▸ **Exercise objective**
Count the lines in the material below that contain the word "calling" and give the number alone.

· · · · ·

//! `story::Host` backed by a JavaScript object.
//!
//! The page passes one object implementing the methods below; the map,
//! chart panel, three.js scene and glTF loader all live behind it. None of
//! these methods may call back into this module synchronously; results such
//! as finished loads are reported from a later task.

use catalog::ShipVariant;
use foundation::math::Vec3;
use scene::Ray;
use serde_json::Value;
use story::{AssetHandle, AssetLoader, ChartView, FrameView, MapView, Renderer, SceneHost};
use streaming::LoadRequest;
use wasm_bindgen::prelude::*;

use crate::json::frame_json;

#[wasm_bindgen]
extern "C" {
    /// Collaborator object supplied by the page.
    pub type StoryHost;

    #[wasm_bindgen(method, js_name = isFullyLoaded)]
    fn is_fully_loaded(this: &StoryHost) -> bool;

    #[wasm_bindgen(method, js_name = showOverlay)]
    fn show_overlay(this: &StoryHost, key: &str);

    #[wasm_bindgen(method, js_name = hideOverlay)]
    fn hide_overlay(this: &StoryHost, key: &str);

    #[wasm_bindgen(method, js_name = setPanelVisible)]
    fn set_panel_visible(this: &StoryHost, visible: bool);

    #[wasm_bindgen(method, js_name = renderChart)]
    fn render_chart(this: &StoryHost, spec_json: &str);

    #[wasm_bindgen(method, js_name = hideChart)]
    fn hide_chart(this: &StoryHost);

    #[wasm_bindgen(method, js_name = showShip)]
    fn show_ship(this: &StoryHost, name: &str, asset: f64);

    #[wasm_bindgen(method, js_name = attachModel)]
    fn attach_model(this: &StoryHost, path: &str, asset: f64, x: f64, y: f64, z: f64);

    #[wasm_bindgen(method, js_name = detachModel)]
    fn detach_model(this: &StoryHost);

    #[wasm_bindgen(method, js_name = showOutletMarker)]
    fn show_outlet_marker(this: &StoryHost, x: f64, y: f64, z: f64);

    #[wasm_bindgen(method, js_name = hideOutletMarker)]
    fn hide_outlet_marker(this: &StoryHost);

    #[wasm_bindgen(method, js_name = setWaterVisible)]
    fn set_water_visible(this: &StoryHost, visible: bool);

    /// Hull raycast; `undefined` when the ray misses.
    #[wasm_bindgen(method, js_name = occlusionDistance)]
    fn occlusion_distance(this: &StoryHost, ox: f64, oy: f64, oz: f64, dx: f64, dy: f64, dz: f64) -> Option<f64>;

    /// Start loading `path`; the page answers with `asset_loaded(ticket, ..)`.
    #[wasm_bindgen(method)]
    fn load(this: &StoryHost, ticket: f64, path: &str);

    #[wasm_bindgen(method, js_name = renderFrame)]
    fn render_frame(this: &StoryHost, frame_json: &str);

    #[wasm_bindgen(method)]
    fn resize(this: &StoryHost, width_px: f64, height_px: f64);
}

pub struct JsHost {
    inner: StoryHost,
}

impl JsHost {
    pub fn new(inner: StoryHost) -> Self {
        Self { inner }
    }
}

impl MapView for JsHost {
    fn is_fully_loaded(&self) -> bool {
        self.inner.is_fully_loaded()
    }

    fn show_overlay(&mut self, key: &str) {
        self.inner.show_overlay(key);
    }

    fn hide_overlay(&mut self, key: &str) {
        self.inner.hide_overlay(key);
    }

    fn set_panel_visible(&mut self, visible: bool) {
        self.inner.set_panel_visible(visible);
    }
}

impl ChartView for JsHost {
    fn render(&mut self, spec: &Value) {
        self.inner.render_chart(&spec.to_string());
    }

    fn hide(&mut self) {
        self.inner.hide_chart();
    }
}

impl SceneHost for JsHost {
    fn show_ship(&mut self, ship: &ShipVariant, asset: AssetHandle) {
        self.inner.show_ship(&ship.name, asset.0 as f64);
    }

    fn attach_model(&mut self, path: &str, asset: AssetHandle, anchor: Vec3) {
        self.inner.attach_model(path, asset.0 as f64, anchor.x, anchor.y, anchor.z);
    }

    fn detach_model(&mut self) {
        self.inner.detach_model();
    }

    fn set_outlet_marker(&mut self, position: Option<Vec3>) {
        match position {
            Some(p) => self.inner.show_outlet_marker(p.x, p.y, p.z),
            None => self.inner.hide_outlet_marker(),
        }
    }

    fn set_water_visible(&mut self, visible: bool) {
        self.inner.set_water_visible(visible);
    }

    fn occlusion_distance(&self, ray: &Ray) -> Option<f64> {
        let (o, d) = (ray.origin, ray.dir);
        self.inner
            .occlusion_distance(o.x, o.y, o.z, d.x, d.y, d.z)
            .filter(|t| t.is_finite())
    }
}

impl AssetLoader for JsHost {
    fn load(&mut self, request: &LoadRequest) {
        self.inner.load(request.ticket.0 as f64, &request.path);
    }
}

impl Renderer for JsHost {
    fn render_frame(&mut self, frame: &FrameView<'_>) {
        self.inner.render_frame(&frame_json(frame).to_string());
    }

    fn resize(&mut self, width_px: f64, height_px: f64) {
        self.inner.resize(width_px, height_px);
    }
}
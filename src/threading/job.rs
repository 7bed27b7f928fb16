//! The cooperative `Job` concurrency primitive, spec.md §4.G.
//!
//! Grounded 1:1 in `original_source/libs/jsRuntime/src/V8Jobs.cc`:
//! `JobState` here is `V8JobState`, `JobHandle` is `V8JobHandle`,
//! `JobDelegate` is `V8JobState::V8JobDelegate`, and the posted worker
//! closure plays the role of `V8JobTaskWorker::Run`.

use std::cell::Cell;
use std::sync::atomic::{AtomicBool, AtomicU64, Ordering};
use std::sync::{Arc, Condvar, Mutex, Weak};

use crate::threading::thread_util::TaskPriority;
use crate::threading::worker_task_runner::WorkerTaskRunner;

/// Value `B-1` for a 64-bit task-id bitset: the sentinel meaning "no task id
/// assigned" / "all ids exhausted".
const INVALID_TASK_ID: u8 = 63;

/// A user closure a [`Job`] runs concurrently across up to
/// `max_concurrency` workers.
pub trait JobTask: Send + Sync {
    /// Run one invocation of the closure.
    fn run(&self, delegate: &JobDelegate);

    /// How many workers should run concurrently given `active_tasks`
    /// already running.
    fn max_concurrency(&self, active_tasks: usize) -> usize;
}

struct Locked {
    priority: TaskPriority,
    active_tasks: usize,
    pending_tasks: usize,
    num_workers_available: usize,
}

/// Shared state for one Job: the user task, concurrency bookkeeping, the
/// task-id bitset, and the cancellation flag.
pub struct JobState {
    task: Arc<dyn JobTask>,
    workers: Arc<WorkerTaskRunner>,
    locked: Mutex<Locked>,
    worker_released: Condvar,
    assigned_task_ids: AtomicU64,
    canceled: AtomicBool,
}

impl JobState {
    fn new(
        task: Arc<dyn JobTask>,
        workers: Arc<WorkerTaskRunner>,
        priority: TaskPriority,
        num_workers_available: usize,
    ) -> Arc<Self> {
        Arc::new(Self {
            task,
            workers,
            locked: Mutex::new(Locked {
                priority,
                active_tasks: 0,
                pending_tasks: 0,
                num_workers_available,
            }),
            worker_released: Condvar::new(),
            assigned_task_ids: AtomicU64::new(0),
            canceled: AtomicBool::new(false),
        })
    }

    fn max_concurrency(&self, active_tasks: usize) -> usize {
        let num_workers_available = self.locked.lock().unwrap().num_workers_available;
        self.task.max_concurrency(active_tasks).min(num_workers_available)
    }

    fn acquire_task_id(&self) -> u8 {
        loop {
            let assigned = self.assigned_task_ids.load(Ordering::Relaxed);
            let task_id = find_first_free_task_id(assigned);
            if task_id == INVALID_TASK_ID {
                return task_id;
            }
            let updated = assigned | (1u64 << task_id);
            if self
                .assigned_task_ids
                .compare_exchange_weak(assigned, updated, Ordering::Acquire, Ordering::Relaxed)
                .is_ok()
            {
                return task_id;
            }
        }
    }

    fn release_task_id(&self, task_id: u8) {
        self.assigned_task_ids
            .fetch_and(!(1u64 << task_id), Ordering::Release);
    }

    fn notify_concurrency_increase(&self) {
        if self.canceled.load(Ordering::Relaxed) {
            return;
        }
        let priority = self.locked.lock().unwrap().priority;
        let active = self.locked.lock().unwrap().active_tasks;
        let to_post = self.compute_tasks_to_post(self.max_concurrency(active));
        self.post_on_worker_thread(to_post, priority);
    }

    fn compute_tasks_to_post(&self, max_concurrency: usize) -> usize {
        let mut locked = self.locked.lock().unwrap();
        let outstanding = locked.active_tasks + locked.pending_tasks;
        if max_concurrency > outstanding {
            let to_post = max_concurrency - outstanding;
            locked.pending_tasks += to_post;
            to_post
        } else {
            0
        }
    }

    fn post_on_worker_thread(self: &Arc<Self>, count: usize, priority: TaskPriority) {
        for _ in 0..count {
            let weak_state = Arc::downgrade(self);
            self.workers.post(Box::new(move || run_job_worker(weak_state)), priority);
        }
    }

    fn can_run_first_task(&self) -> bool {
        let mut locked = self.locked.lock().unwrap();
        locked.pending_tasks -= 1;
        if self.canceled.load(Ordering::Relaxed) {
            return false;
        }
        let max_concurrency = self.task.max_concurrency(locked.active_tasks).min(locked.num_workers_available);
        if locked.active_tasks >= max_concurrency {
            return false;
        }
        locked.active_tasks += 1;
        true
    }

    fn did_run_first_task(self: &Arc<Self>) -> bool {
        let priority;
        {
            let mut locked = self.locked.lock().unwrap();
            priority = locked.priority;
            let max_concurrency = self
                .task
                .max_concurrency(locked.active_tasks - 1)
                .min(locked.num_workers_available);
            if self.canceled.load(Ordering::Relaxed) || locked.active_tasks > max_concurrency {
                locked.active_tasks -= 1;
                self.worker_released.notify_one();
                return false;
            }
        }
        let active_tasks_minus_one = self.locked.lock().unwrap().active_tasks - 1;
        let max_concurrency = self.max_concurrency(active_tasks_minus_one);
        let to_post = self.compute_tasks_to_post(max_concurrency);
        self.post_on_worker_thread(to_post, priority);
        true
    }

    fn wait_for_run_opportunity(&self) -> usize {
        let mut locked = self.locked.lock().unwrap();
        let mut max_concurrency = self
            .task
            .max_concurrency(locked.active_tasks - 1)
            .min(locked.num_workers_available);
        while locked.active_tasks > max_concurrency && locked.active_tasks > 1 {
            locked = self.worker_released.wait(locked).unwrap();
            max_concurrency = self
                .task
                .max_concurrency(locked.active_tasks - 1)
                .min(locked.num_workers_available);
        }
        if max_concurrency != 0 {
            return max_concurrency;
        }
        locked.active_tasks = 0;
        self.canceled.store(true, Ordering::Relaxed);
        0
    }

    fn join(self: &Arc<Self>) {
        {
            let mut locked = self.locked.lock().unwrap();
            locked.priority = TaskPriority::UserBlocking;
            locked.active_tasks += 1;
            locked.num_workers_available += 1;
        }
        let max_concurrency = self.wait_for_run_opportunity();
        if max_concurrency == 0 {
            return;
        }
        let priority = self.locked.lock().unwrap().priority;
        let to_post = self.compute_tasks_to_post(max_concurrency);
        self.post_on_worker_thread(to_post, priority);

        let delegate = JobDelegate::new(self.clone(), true);
        loop {
            self.task.run(&delegate);
            if self.wait_for_run_opportunity() == 0 {
                return;
            }
        }
    }

    fn cancel_and_wait(&self) {
        let mut locked = self.locked.lock().unwrap();
        self.canceled.store(true, Ordering::Relaxed);
        while locked.active_tasks > 0 {
            locked = self.worker_released.wait(locked).unwrap();
        }
    }

    fn cancel_and_detach(&self) {
        self.canceled.store(true, Ordering::Relaxed);
    }

    fn is_active(&self) -> bool {
        let locked = self.locked.lock().unwrap();
        self.task.max_concurrency(locked.active_tasks) != 0 || locked.active_tasks != 0
    }

    fn update_priority(&self, priority: TaskPriority) {
        self.locked.lock().unwrap().priority = priority;
    }
}

fn find_first_free_task_id(assigned: u64) -> u8 {
    for idx in 0..INVALID_TASK_ID {
        if assigned & (1u64 << idx) == 0 {
            return idx;
        }
    }
    INVALID_TASK_ID
}

fn run_job_worker(state: Weak<JobState>) {
    let Some(state) = state.upgrade() else {
        return;
    };
    if !state.can_run_first_task() {
        return;
    }
    loop {
        let delegate = JobDelegate::new(state.clone(), false);
        state.task.run(&delegate);
        if !state.did_run_first_task() {
            return;
        }
    }
}

/// Passed to every invocation of a [`JobTask`], giving it a stable task id,
/// a cooperative yield signal, and a concurrency-increase hook.
pub struct JobDelegate {
    state: Arc<JobState>,
    task_id: Cell<Option<u8>>,
    yielded: Cell<bool>,
    is_joining_thread: bool,
}

impl JobDelegate {
    fn new(state: Arc<JobState>, is_joining_thread: bool) -> Self {
        Self {
            state,
            task_id: Cell::new(None),
            yielded: Cell::new(false),
            is_joining_thread,
        }
    }

    /// A stable id in `0..63`, lazily acquired on first call and released
    /// when this delegate is dropped. Returns the sentinel `63` if every id
    /// is already assigned.
    pub fn task_id(&self) -> u8 {
        if let Some(id) = self.task_id.get() {
            return id;
        }
        let id = self.state.acquire_task_id();
        self.task_id.set(Some(id));
        id
    }

    /// Sticky yield check: once it returns `true` it keeps returning `true`.
    /// The calling closure must not call it again after that (debug-only
    /// assertion, matching the original's `DCHECK_FALSE(m_Yielded)`).
    pub fn should_yield(&self) -> bool {
        debug_assert!(!self.yielded.get(), "should_yield called after it returned true");
        let yielded = self.yielded.get() || self.state.canceled.load(Ordering::Relaxed);
        self.yielded.set(yielded);
        yielded
    }

    /// Ask the Job to post more workers, e.g. after the closure discovers
    /// more work than it first estimated.
    pub fn notify_concurrency_increase(&self) {
        self.state.notify_concurrency_increase();
    }

    /// Whether this delegate was handed to the thread that called
    /// [`JobHandle::join`], rather than to a pool worker.
    pub fn is_joining_thread(&self) -> bool {
        self.is_joining_thread
    }
}

impl Drop for JobDelegate {
    fn drop(&mut self) {
        if let Some(id) = self.task_id.get() {
            if id != INVALID_TASK_ID {
                self.state.release_task_id(id);
            }
        }
    }
}

/// Owner-visible handle to a running [`Job`]. Every consuming method
/// (`join`, `cancel`, `cancel_and_detach`) takes `self` by value, matching
/// the original's `m_State = nullptr` after use.
pub struct JobHandle {
    state: Arc<JobState>,
}

impl JobHandle {
    /// Ask the Job to post more workers now that more concurrency is
    /// available (without blocking).
    pub fn notify_concurrency_increase(&self) {
        self.state.notify_concurrency_increase();
    }

    /// Block the calling thread, folding it in as an extra worker until the
    /// Job's concurrency target drops to zero.
    pub fn join(self) {
        self.state.join();
    }

    /// Cancel the Job and block until every active worker has exited.
    pub fn cancel(self) {
        self.state.cancel_and_wait();
    }

    /// Cancel the Job without waiting for active workers to exit.
    pub fn cancel_and_detach(self) {
        self.state.cancel_and_detach();
    }

    /// Whether the Job still wants to run more work or has active workers.
    pub fn is_active(&self) -> bool {
        self.state.is_active()
    }

    /// Update the priority lane used for future posted workers.
    pub fn update_priority(&self, priority: TaskPriority) {
        self.state.update_priority(priority);
    }
}

/// Entry point for starting a new Job: spawns up to
/// `task.max_concurrency(0)` workers on `workers` at `priority`.
pub struct Job;

impl Job {
    /// Start `task` on `workers`, capped at `num_workers_available`
    /// concurrent invocations, and return a handle to it.
    pub fn post(
        task: Arc<dyn JobTask>,
        workers: Arc<WorkerTaskRunner>,
        priority: TaskPriority,
        num_workers_available: usize,
    ) -> JobHandle {
        let state = JobState::new(task, workers, priority, num_workers_available);
        let max_concurrency = state.max_concurrency(0);
        let to_post = state.compute_tasks_to_post(max_concurrency);
        state.post_on_worker_thread(to_post, priority);
        JobHandle { state }
    }
}

#[cfg(test)]
mod tests {
    use super::*;
    use crate::time::SystemTimeSource;
    use std::sync::atomic::AtomicUsize;
    use std::time::Duration;

    struct CountingTask {
        remaining: AtomicUsize,
        completed: AtomicUsize,
        concurrency: usize,
    }

    impl JobTask for CountingTask {
        fn run(&self, delegate: &JobDelegate) {
            loop {
                if delegate.should_yield() {
                    return;
                }
                let prev = self.remaining.fetch_update(Ordering::SeqCst, Ordering::SeqCst, |n| {
                    if n == 0 {
                        None
                    } else {
                        Some(n - 1)
                    }
                });
                match prev {
                    Ok(_) => {
                        self.completed.fetch_add(1, Ordering::SeqCst);
                    }
                    Err(_) => return,
                }
            }
        }

        fn max_concurrency(&self, _active_tasks: usize) -> usize {
            if self.remaining.load(Ordering::SeqCst) == 0 {
                0
            } else {
                self.concurrency
            }
        }
    }

    fn workers() -> Arc<WorkerTaskRunner> {
        Arc::new(WorkerTaskRunner::new(Arc::new(SystemTimeSource::new())))
    }

    #[test]
    fn join_drains_all_remaining_work() {
        let task = Arc::new(CountingTask {
            remaining: AtomicUsize::new(50),
            completed: AtomicUsize::new(0),
            concurrency: 4,
        });
        let handle = Job::post(task.clone(), workers(), TaskPriority::UserVisible, 4);
        handle.join();
        assert_eq!(task.completed.load(Ordering::SeqCst), 50);
    }

    #[test]
    fn cancel_and_wait_stops_workers() {
        struct Forever;
        impl JobTask for Forever {
            fn run(&self, delegate: &JobDelegate) {
                while !delegate.should_yield() {
                    std::thread::sleep(Duration::from_millis(1));
                }
            }
            fn max_concurrency(&self, _active_tasks: usize) -> usize {
                2
            }
        }
        let handle = Job::post(Arc::new(Forever), workers(), TaskPriority::UserVisible, 2);
        std::thread::sleep(Duration::from_millis(20));
        handle.cancel();
    }

    #[test]
    fn task_id_sentinel_is_sixty_three() {
        assert_eq!(INVALID_TASK_ID, 63);
    }
}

· · · · ·

▸ **Solution to this task**
2